### [Stored items]
impl Indexer {
    pub fn new(
        source_dir: &Path,
        lock_path: &Path,
        manifest: Box<dyn ManifestStore>,
        index: Arc<dyn VectorIndex>,
        extractor: Arc<dyn Extractor>,
        embedder: Arc<dyn Embedder>,
    ) -> Self {
        Self {
            source_dir: source_dir.to_path_buf(),
            lock_path: lock_path.to_path_buf(),
            concurrency: 1,
            manifest,
            index,
            extractor,
            embedder,
            writer: Mutex::new(()),
        }
    }

    /// Maximum number of documents extracted and embedded at once
    pub fn with_concurrency(mut self, concurrency: usize) -> Self {
        self.concurrency = concurrency.max(1);
        self
    }

    /// Open the stores configured for a data directory
    pub fn open(config: &Config) -> Result<Self> {
        let settings = &config.settings;
        let index = RedbVectorStore::open(&config.vectors_path())?;
        let manifest = open_manifest(config)?;
        let extractor = DocumentExtractor::new(settings.chunk_size, settings.chunk_overlap);

        Ok(Self::new(
            &config.source_dir(),
            &config.lock_path,
            manifest,
            Arc::new(index),
            Arc::new(extractor),
            build_embedder(config),
        )
        .with_concurrency(settings.concurrency))
    }

    pub fn source_dir(&self) -> &Path {
        &self.source_dir
    }

    pub fn embedding_model(&self) -> &str {
        self.embedder.model_id()
    }

    pub fn manifest(&self) -> &dyn ManifestStore {
        self.manifest.as_ref()
    }

    /// Run one sync pass.
    ///
    /// Per-document failures are collected in the report. The pass itself
    /// only fails when another sync holds the lock, the source directory
    /// cannot be walked, or the manifest cannot be read or written.
    pub fn sync(&self, request: &SyncRequest) -> Result<SyncReport> {
        let started = Instant::now();
        let _writer = self
            .writer
            .lock()
            .map_err(|e| Error::Database(format!("Failed to lock indexer: {}", e)))?;
        let _lock = SyncLock::acquire(&self.lock_path)?;

        let mut report = SyncReport::default();
        let snapshot = self.snapshot()?;
        let mut manifest = self.manifest.load()?;

        self.reconcile(&mut manifest, &mut report)?;

        let changes = compute_changes(
            &snapshot,
            &manifest,
            &request.scope,
            request.force,
            self.embedder.model_id(),
        );
        info!(
            added = changes.added.len(),
            modified = changes.modified.len(),
            removed = changes.removed.len(),
            unchanged = changes.unchanged.len(),
            "Computed changes"
        );

        report.unchanged = changes.unchanged.len();
        report.skipped_failed = changes.failed_unchanged.clone();
        report.not_found = changes.not_found.clone();
        for document_id in &changes.unreadable_indexed {
            warn!(document = %document_id, "Document unreadable, keeping its indexed version");
        }
        report.unreadable_indexed = changes.unreadable_indexed.clone();

        if !changes.has_work() {
            report.duration_ms = started.elapsed().as_millis() as u64;
            info!(unchanged = report.unchanged, "Index is up to date");
            return Ok(report);
        }

        for (document_id, unreadable) in &changes.unreadable {
            let error = Error::UnreadableSource {
                document_id: document_id.clone(),
                reason: unreadable.reason.clone(),
            };
            warn!(document = %document_id, error = %error, "Document failed");
            self.manifest.commit(&ManifestEntry::failed(
                unreadable.fingerprint.clone(),
                error.to_string(),
                self.embedder.model_id(),
            ))?;
            report.failed.push(DocumentFailure::new(document_id, &error));
        }

        for document_id in &changes.removed {
            self.remove_document(document_id, &mut report)?;
        }

        for current in &changes.touched {
            if let Some(entry) = manifest.get(&current.file.document_id) {
                let refreshed = ManifestEntry {
                    fingerprint: current.fingerprint.clone(),
                    ..entry.clone()
                };
                self.manifest.commit(&refreshed)?;
                report.touched += 1;
            }
        }

        let work: Vec<(&SnapshotEntry, ChangeKind)> = changes
            .modified
            .iter()
            .map(|entry| (entry, ChangeKind::Modified))
            .chain(changes.added.iter().map(|entry| (entry, ChangeKind::Added)))
            .collect();

        if !work.is_empty() {
            let pool = rayon::ThreadPoolBuilder::new()
                .num_threads(self.concurrency)
                .build()
                .map_err(|e| Error::Config(format!("Failed to build worker pool: {}", e)))?;

            for window in work.chunks(self.concurrency) {
                let prepared: Vec<Result<Vec<IndexedChunk>>> = pool.install(|| {
                    window
                        .par_iter()
                        .map(|(entry, _)| self.prepare(entry))
                        .collect()
                });

                for (&(entry, kind), chunks) in window.iter().zip(prepared) {
                    self.apply(entry, kind, chunks, &mut report)?;
                }
            }
        }

        report.duration_ms = started.elapsed().as_millis() as u64;
        info!(
            added = report.added.len(),
            modified = report.modified.len(),
            removed = report.removed.len(),
            failed = report.failed.len(),
            duration_ms = report.duration_ms,
            "Sync finished"
        );
        Ok(report)
    }

    fn snapshot(&self) -> Result<Snapshot> {
        let files = discover_documents(&self.source_dir)?;
        Ok(take_snapshot(&files))
    }

    /// Drop index content the manifest does not vouch for, and manifest
    /// entries whose chunks are not all in the index.
    fn reconcile(
        &self,
        manifest: &mut BTreeMap<String, ManifestEntry>,
        report: &mut SyncReport,
    ) -> Result<()> {
        for document_id in self.index.document_ids()? {
            let vouched = manifest.get(&document_id).is_some_and(|e| e.is_complete());
            if !vouched {
                let removed = self.index.delete_document(&document_id)?;
                warn!(document = %document_id, chunks = removed, "Removed orphaned chunks");
                report.orphans_removed += removed;
            }
        }

        let mut stale = Vec::new();
        for (document_id, entry) in manifest.iter() {
            if !entry.is_complete() {
                continue;
            }
            let indexed: BTreeSet<String> =
                self.index.document_chunk_ids(document_id)?.into_iter().collect();
            let recorded: BTreeSet<String> = entry.chunk_ids.iter().cloned().collect();
            if indexed != recorded {
                stale.push(document_id.clone());
            }
        }

        for document_id in stale {
            warn!(document = %document_id, "Manifest entry does not match the index, re-indexing");
            self.manifest.remove(&document_id)?;
            report.orphans_removed += self.index.delete_document(&document_id)?;
            manifest.remove(&document_id);
        }
        Ok(())
    }

    fn remove_document(&self, document_id: &str, report: &mut SyncReport) -> Result<()> {
        self.manifest.remove(document_id)?;
        match self.index.delete_document(document_id) {
            Ok(deleted) => {
                info!(document = %document_id, chunks = deleted, "Removed document");
                report.chunks_deleted += deleted;
                report.removed.push(document_id.to_string());
            }
            Err(e) => {
                warn!(document = %document_id, error = %e, "Failed to delete chunks of removed document");
                report.failed.push(DocumentFailure::new(document_id, &e));
            }
        }
        Ok(())
    }

    /// Extract and embed one document. Runs on the worker pool.
    fn prepare(&self, entry: &SnapshotEntry) -> Result<Vec<IndexedChunk>> {
        let document_id = &entry.file.document_id;
        let chunks = self.extractor.extract(&entry.file, &entry.fingerprint)?;
        debug!(document = %document_id, chunks = chunks.len(), "Extracted");

        let texts: Vec<String> = chunks.iter().map(|c| c.text.clone()).collect();
        let embeddings = if texts.is_empty() {
            Vec::new()
        } else {
            check_batch(texts.len(), self.embedder.embed_documents(&texts)?)?
        };

        let metadata = parse_document_metadata(document_id);
        Ok(chunks
            .into_iter()
            .zip(embeddings)
            .map(|(chunk, embedding)| IndexedChunk {
                chunk_id: chunk.chunk_id,
                document_id: chunk.document_id,
                index: chunk.index,
                text: chunk.text,
                location: chunk.location,
                embedding,
                metadata: metadata.clone(),
            })
            .collect())
    }

    /// Write one prepared document. Only manifest failures are returned.
    fn apply(
        &self,
        entry: &SnapshotEntry,
        kind: ChangeKind,
        prepared: Result<Vec<IndexedChunk>>,
        report: &mut SyncReport,
    ) -> Result<()> {
        let document_id = entry.file.document_id.as_str();
        let model = self.embedder.model_id();

        if kind == ChangeKind::Modified {
            self.manifest.remove(document_id)?;
        }
        match self.index.delete_document(document_id) {
            Ok(deleted) => report.chunks_deleted += deleted,
            Err(e) => {
                warn!(document = %document_id, error = %e, "Failed to clear previous chunks");
                report.failed.push(DocumentFailure::new(document_id, &e));
                return Ok(());
            }
        }

        let chunks = match prepared {
            Ok(chunks) => chunks,
            Err(e) if e.is_permanent() => {
                warn!(document = %document_id, error = %e, "Document failed");
                self.manifest
                    .commit(&ManifestEntry::failed(entry.fingerprint.clone(), e.to_string(), model))?;
                report.failed.push(DocumentFailure::new(document_id, &e));
                return Ok(());
            }
            Err(e) => {
                warn!(document = %document_id, error = %e, "Document left pending");
                report.failed.push(DocumentFailure::new(document_id, &e));
                return Ok(());
            }
        };

        if let Err(e) = self.index.upsert(&chunks) {
            warn!(document = %document_id, error = %e, "Upsert failed, cleaning up");
            self.discard(document_id);
            report.failed.push(DocumentFailure::new(document_id, &e));
            return Ok(());
        }

        let chunk_ids = chunks.iter().map(|c| c.chunk_id.clone()).collect();
        let committed = ManifestEntry::complete(entry.fingerprint.clone(), chunk_ids, model);
        if let Err(e) = self.manifest.commit(&committed) {
            self.discard(document_id);
            return Err(e);
        }

        info!(document = %document_id, chunks = chunks.len(), "Indexed");
        report.chunks_written += chunks.len();
        match kind {
            ChangeKind::Added => report.added.push(document_id.to_string()),
            ChangeKind::Modified => report.modified.push(document_id.to_string()),
        }
        Ok(())
    }

    /// Best-effort removal of chunks that will not be committed
    fn discard(&self, document_id: &str) {
        if let Err(e) = self.index.delete_document(document_id) {
            warn!(document = %document_id, error = %e, "Cleanup failed, next sync will remove the chunks");
        }
    }

    /// Counts of indexed, failed and pending documents
    pub fn status(&self) -> Result<IndexStatus> {
        let snapshot = self.snapshot()?;
        let manifest = self.manifest.load()?;
        let changes = compute_changes(
            &snapshot,
            &manifest,
            &SyncScope::All,
            false,
            self.embedder.model_id(),
        );

        Ok(IndexStatus {
            documents_indexed: manifest.values().filter(|e| e.is_complete()).count(),
            documents_failed: manifest.values().filter(|e| !e.is_complete()).count(),
            chunks_indexed: self.index.chunk_count()?,
            pending: changes.counts(),
            unreadable: snapshot.unreadable.len(),
            embedding_model: self.embedder.model_id().to_string(),
        })
    }

    /// Per-document state, sorted by document id
    pub fn list(&self) -> Result<Vec<DocumentState>> {
        let snapshot = self.snapshot()?;
        let manifest = self.manifest.load()?;
        let model = self.embedder.model_id();
        let mut rows = BTreeMap::new();

        for (document_id, current) in &snapshot.documents {
            let recorded = manifest.get(document_id);
            let status = match recorded {
                None => DocumentStatus::PendingAdd,
                Some(entry) => {
                    let changed =
                        current.fingerprint.compare(&entry.fingerprint) == FingerprintMatch::Changed;
                    if changed || (entry.is_complete() && entry.embedding_model != model) {
                        DocumentStatus::PendingUpdate
                    } else if entry.is_complete() {
                        DocumentStatus::Indexed
                    } else {
                        DocumentStatus::Failed
                    }
                }
            };
            rows.insert(document_id.clone(), row(document_id, status, recorded));
        }

        for (document_id, unreadable) in &snapshot.unreadable {
            let mut state = row(document_id, DocumentStatus::Unreadable, manifest.get(document_id));
            state.error = Some(unreadable.reason.clone());
            rows.insert(document_id.clone(), state);
        }

        for (document_id, entry) in &manifest {
            if !rows.contains_key(document_id) {
                rows.insert(
                    document_id.clone(),
                    row(document_id, DocumentStatus::PendingRemoval, Some(entry)),
                );
            }
        }

        Ok(rows.into_values().collect())
    }

    /// Empty the index and the manifest
    pub fn reset(&self) -> Result<()> {
        let _writer = self
            .writer
            .lock()
            .map_err(|e| Error::Database(format!("Failed to lock indexer: {}", e)))?;
        let _lock = SyncLock::acquire(&self.lock_path)?;

        self.manifest.clear()?;
        self.index.clear()?;
        info!("Index reset");
        Ok(())
    }

    /// Nearest chunks to a query. Reads the committed index without locking.
    pub fn search(&self, request: &SearchRequest) -> Result<Vec<SearchHit>> {
        let vector = match &request.query {
            Query::Text(text) => self.embedder.embed_query(text)?,
            Query::Vector(vector) => vector.clone(),
        };
        self.index.query(&vector, request.top_k, &request.filters)
    }
}
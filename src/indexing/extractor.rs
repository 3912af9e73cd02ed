use crate::core::error::{Error, Result};
use crate::indexing::discovery::SourceFile;
use crate::indexing::fingerprint::{hash_reader, DocumentFingerprint};
use serde::{Deserialize, Serialize};
use std::ops::Range;
use std::path::Path;

/// Where a chunk starts in its source document
#[derive(Debug, Clone, Copy, PartialEq, Eq, Serialize, Deserialize)]
pub struct SourceLocation {
    /// 1-based page number
    pub page: u32,
    /// Character offset within the page text
    pub offset: usize,
}

/// A chunk of document text, before embedding
#[derive(Debug, Clone, PartialEq, Eq)]
pub struct Chunk {
    pub chunk_id: String,
    pub document_id: String,
    /// Position of the chunk in the whole document
    pub index: usize,
    pub text: String,
    pub location: SourceLocation,
}

/// Chunk id for one content version of a document.
///
/// Re-chunking unchanged content yields the same ids; new content gets a new
/// hash prefix, so ids are never reused across versions.
pub fn chunk_id(fingerprint: &DocumentFingerprint, index: usize) -> String {
    format!("{}@{}#{:05}", fingerprint.document_id, fingerprint.short_hash(), index)
}

/// Converts a source document into an ordered sequence of chunks
pub trait Extractor: Send + Sync {
    fn extract(&self, file: &SourceFile, fingerprint: &DocumentFingerprint) -> Result<Vec<Chunk>>;
}

const SEPARATORS: &[&str] = &["\n\n", "\n", ". ", "! ", "? ", "; ", ", ", " ", ""];

/// Recursive character splitter with a fixed target size and bounded overlap
#[derive(Debug, Clone, Copy)]
pub struct TextSplitter {
    pub chunk_size: usize,
    pub chunk_overlap: usize,
}

/// A split of some text: character offset and trimmed content
#[derive(Debug, Clone, PartialEq, Eq)]
pub struct TextSpan {
    pub offset: usize,
    pub text: String,
}

impl TextSplitter {
    pub fn new(chunk_size: usize, chunk_overlap: usize) -> Self {
        let chunk_size = chunk_size.max(1);
        Self {
            chunk_size,
            chunk_overlap: chunk_overlap.min(chunk_size - 1),
        }
    }

    /// Split `text` into spans of at most `chunk_size` characters
    pub fn split(&self, text: &str) -> Vec<TextSpan> {
        let mut pieces = Vec::new();
        self.split_range(text, 0..text.len(), SEPARATORS, &mut pieces);

        let mut spans = Vec::new();
        for window in self.merge(text, &pieces) {
            let raw = &text[window.clone()];
            let trimmed = raw.trim_start();
            let start = window.start + (raw.len() - trimmed.len());
            let trimmed = trimmed.trim_end();
            if trimmed.is_empty() {
                continue;
            }
            spans.push(TextSpan {
                offset: text[..start].chars().count(),
                text: trimmed.to_string(),
            });
        }
        spans
    }

    fn split_range(
        &self,
        text: &str,
        range: Range<usize>,
        separators: &[&str],
        out: &mut Vec<Range<usize>>,
    ) {
        let slice = &text[range.clone()];
        if slice.chars().count() <= self.chunk_size {
            out.push(range);
            return;
        }

        let position = separators
            .iter()
            .position(|sep| sep.is_empty() || slice.contains(sep))
            .unwrap_or(separators.len() - 1);
        let separator = separators[position];
        let rest = &separators[position + 1..];

        if separator.is_empty() {
            // No separator left: fixed-width windows of characters
            let mut start = range.start;
            let mut count = 0;
            for (i, _) in slice.char_indices() {
                if count == self.chunk_size {
                    out.push(start..range.start + i);
                    start = range.start + i;
                    count = 0;
                }
                count += 1;
            }
            out.push(start..range.end);
            return;
        }

        // Separators stay attached to the preceding piece
        let mut start = range.start;
        for (i, _) in slice.match_indices(separator) {
            let end = range.start + i + separator.len();
            self.push_piece(text, start..end, rest, out);
            start = end;
        }
        if start < range.end {
            self.push_piece(text, start..range.end, rest, out);
        }
    }

    fn push_piece(
        &self,
        text: &str,
        piece: Range<usize>,
        rest: &[&str],
        out: &mut Vec<Range<usize>>,
    ) {
        if text[piece.clone()].chars().count() <= self.chunk_size || rest.is_empty() {
            out.push(piece);
        } else {
            self.split_range(text, piece, rest, out);
        }
    }

    /// Greedily merge contiguous pieces into windows, carrying overlap forward
    fn merge(&self, text: &str, pieces: &[Range<usize>]) -> Vec<Range<usize>> {
        let mut windows = Vec::new();
        let mut current: std::collections::VecDeque<(Range<usize>, usize)> = Default::default();
        let mut total = 0usize;

        for piece in pieces {
            let len = text[piece.clone()].chars().count();
            if total + len > self.chunk_size && !current.is_empty() {
                windows.push(window_of(&current));
                while total > self.chunk_overlap || (total + len > self.chunk_size && total > 0) {
                    match current.pop_front() {
                        Some((_, front_len)) => total -= front_len,
                        None => break,
                    }
                }
            }
            current.push_back((piece.clone(), len));
            total += len;
        }
        if !current.is_empty() {
            windows.push(window_of(&current));
        }
        windows
    }
}

fn window_of(current: &std::collections::VecDeque<(Range<usize>, usize)>) -> Range<usize> {
    let start = current.front().map(|(r, _)| r.start).unwrap_or(0);
    let end = current.back().map(|(r, _)| r.end).unwrap_or(start);
    start..end
}

/// Page-aware extractor for PDF and plain-text documents
#[derive(Debug, Clone, Copy)]
pub struct DocumentExtractor {
    splitter: TextSplitter,
}

impl DocumentExtractor {
    pub fn new(chunk_size: usize, chunk_overlap: usize) -> Self {
        Self {
            splitter: TextSplitter::new(chunk_size, chunk_overlap),
        }
    }

    /// Split already-extracted pages into chunks for one document version
    pub fn chunk_pages(&self, pages: &[String], fingerprint: &DocumentFingerprint) -> Vec<Chunk> {
        let mut chunks = Vec::new();
        for (page_index, page) in pages.iter().enumerate() {
            for span in self.splitter.split(page) {
                let index = chunks.len();
                chunks.push(Chunk {
                    chunk_id: chunk_id(fingerprint, index),
                    document_id: fingerprint.document_id.clone(),
                    index,
                    text: span.text,
                    location: SourceLocation {
                        page: page_index as u32 + 1,
                        offset: span.offset,
                    },
                });
            }
        }
        chunks
    }
}

impl Extractor for DocumentExtractor {
    fn extract(&self, file: &SourceFile, fingerprint: &DocumentFingerprint) -> Result<Vec<Chunk>> {
        let bytes = std::fs::read(&file.path).map_err(|e| Error::UnreadableSource {
            document_id: file.document_id.clone(),
            reason: e.to_string(),
        })?;

        let (hash, _) = hash_reader(bytes.as_slice())?;
        if hash != fingerprint.content_hash {
            return Err(Error::UnreadableSource {
                document_id: file.document_id.clone(),
                reason: "content changed while syncing".to_string(),
            });
        }

        let pages = read_pages(&file.document_id, &file.path, &bytes)?;
        Ok(self.chunk_pages(&pages, fingerprint))
    }
}

fn read_pages(document_id: &str, path: &Path, bytes: &[u8]) -> Result<Vec<String>> {
    let failed = |reason: String| Error::ExtractionFailed {
        document_id: document_id.to_string(),
        reason,
    };

    let extension = path
        .extension()
        .and_then(|e| e.to_str())
        .map(|e| e.to_lowercase())
        .unwrap_or_default();

    match extension.as_str() {
        "pdf" => {
            // The PDF parser panics on some malformed inputs
            let result = std::panic::catch_unwind(|| pdf_extract::extract_text_from_mem_by_pages(bytes))
                .map_err(|_| failed("PDF parser panicked".to_string()))?;
            result.map_err(|e| failed(e.to_string()))
        }
        "txt" => {
            let text = std::str::from_utf8(bytes).map_err(|e| failed(format!("invalid UTF-8: {}", e)))?;
            Ok(text.split('\x0c').map(str::to_string).collect())
        }
        other => Err(failed(format!("unsupported document type '{}'", other))),
    }
}
use std::path::PathBuf;
use thiserror::Error;

#[derive(Error, Debug)]
pub enum Error {
    #[error("IO error: {0}")]
    Io(#[from] std::io::Error),

    #[error("Configuration error: {0}")]
    Config(String),

    #[error("Database error: {0}")]
    Database(String),

    #[error("Model error: {0}")]
    Model(String),

    #[error("Candle error: {0}")]
    Candle(#[from] candle_core::Error),

    #[error("HuggingFace API error: {0}")]
    HuggingFace(#[from] hf_hub::api::sync::ApiError),

    #[error("Tokenizer error: {0}")]
    Tokenizer(String),

    #[error("Cannot read source document {document_id}: {reason}")]
    UnreadableSource { document_id: String, reason: String },

    #[error("Text extraction failed for {document_id}: {reason}")]
    ExtractionFailed { document_id: String, reason: String },

    #[error("Embedding service error: {0}")]
    EmbeddingService(String),

    #[error("Index store error: {0}")]
    IndexStore(String),

    #[error("Manifest is corrupt: {0}")]
    ManifestCorruption(String),

    #[error("{0} is held by another normo-index process")]
    Locked(PathBuf),
}

impl Error {
    /// Permanent per-document failures are recorded in the manifest as
    /// `failed`; everything else leaves the document pending for the next pass.
    pub fn is_permanent(&self) -> bool {
        matches!(
            self,
            Error::UnreadableSource { .. } | Error::ExtractionFailed { .. }
        )
    }

    /// Errors that abort a whole sync pass instead of a single document.
    pub fn is_fatal(&self) -> bool {
        matches!(self, Error::ManifestCorruption(_) | Error::Locked(_))
    }
}

pub type Result<T> = std::result::Result<T, Error>;
use crate::core::error::{Error, Result};
use crate::indexing::discovery::is_supported_document;
use crate::sync::orchestrator::{Indexer, SyncReport, SyncRequest};
use notify_debouncer_full::{
    new_debouncer,
    notify::{
        event::{CreateKind, ModifyKind, RemoveKind},
        EventKind, RecursiveMode, Watcher,
    },
    DebounceEventResult, DebouncedEvent,
};
use std::path::Path;
use std::sync::mpsc;
use std::time::Duration;
use tracing::{info, warn};

/// Runs a full sync whenever a supported document changes on disk
pub struct FileWatcher<'a> {
    indexer: &'a Indexer,
    debounce: Duration,
}

impl<'a> FileWatcher<'a> {
    pub fn new(indexer: &'a Indexer) -> Self {
        Self {
            indexer,
            debounce: Duration::from_secs(2),
        }
    }

    pub fn with_debounce(mut self, debounce: Duration) -> Self {
        self.debounce = debounce;
        self
    }

    /// Watch until the event channel closes, calling `on_sync` after every pass
    pub fn watch<F>(&self, mut on_sync: F) -> Result<()>
    where
        F: FnMut(&SyncReport),
    {
        let root = self.indexer.source_dir();
        let (tx, rx) = mpsc::channel();

        let mut debouncer = new_debouncer(self.debounce, None, move |result: DebounceEventResult| {
            match result {
                Ok(events) => {
                    let _ = tx.send(events);
                }
                Err(errors) => {
                    for error in errors {
                        warn!(%error, "File watcher error");
                    }
                }
            }
        })
        .map_err(|e| Error::Io(std::io::Error::other(format!("Failed to create file watcher: {}", e))))?;

        debouncer
            .watcher()
            .watch(root, RecursiveMode::Recursive)
            .map_err(|e| Error::Io(std::io::Error::other(format!("Failed to watch directory: {}", e))))?;
        info!(path = %root.display(), "Watching for changes");

        // Catch up on anything that changed while nobody was watching
        self.run_pass(&mut on_sync)?;

        while let Ok(events) = rx.recv() {
            if !touches_documents(&events, root) {
                continue;
            }
            self.run_pass(&mut on_sync)?;
        }

        Ok(())
    }

    fn run_pass<F>(&self, on_sync: &mut F) -> Result<()>
    where
        F: FnMut(&SyncReport),
    {
        match self.indexer.sync(&SyncRequest::default()) {
            Ok(report) => {
                on_sync(&report);
                Ok(())
            }
            // A manual sync is running; its result covers these events
            Err(Error::Locked(path)) => {
                warn!(lock = %path.display(), "Sync skipped, index is locked");
                Ok(())
            }
            Err(e) if e.is_fatal() => Err(e),
            Err(e) => {
                warn!(error = %e, "Sync pass failed");
                Ok(())
            }
        }
    }
}

/// Whether any event below `root` concerns a PDF or text file, or a folder
/// that may hold some (a moved folder produces a single event)
pub fn touches_documents(events: &[DebouncedEvent], root: &Path) -> bool {
    events.iter().any(|event| {
        event
            .paths
            .iter()
            .any(|path| path.starts_with(root) && is_relevant(&event.kind, path))
    })
}

fn is_relevant(kind: &EventKind, path: &Path) -> bool {
    if is_supported_document(path) {
        return true;
    }
    match kind {
        EventKind::Create(CreateKind::Folder) | EventKind::Remove(RemoveKind::Folder) => true,
        EventKind::Create(_) | EventKind::Remove(_) | EventKind::Modify(ModifyKind::Name(_)) => {
            path.is_dir() || path.extension().is_none()
        }
        _ => false,
    }
}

### [HOW TO COMPLETE THIS TASK]
For each line above that includes the word "SnapshotEntry", make a copy of that line.

### [RESULT BELOW]
        let work: Vec<(&SnapshotEntry, ChangeKind)> = changes
    fn prepare(&self, entry: &SnapshotEntry) -> Result<Vec<IndexedChunk>> {
        entry: &SnapshotEntry,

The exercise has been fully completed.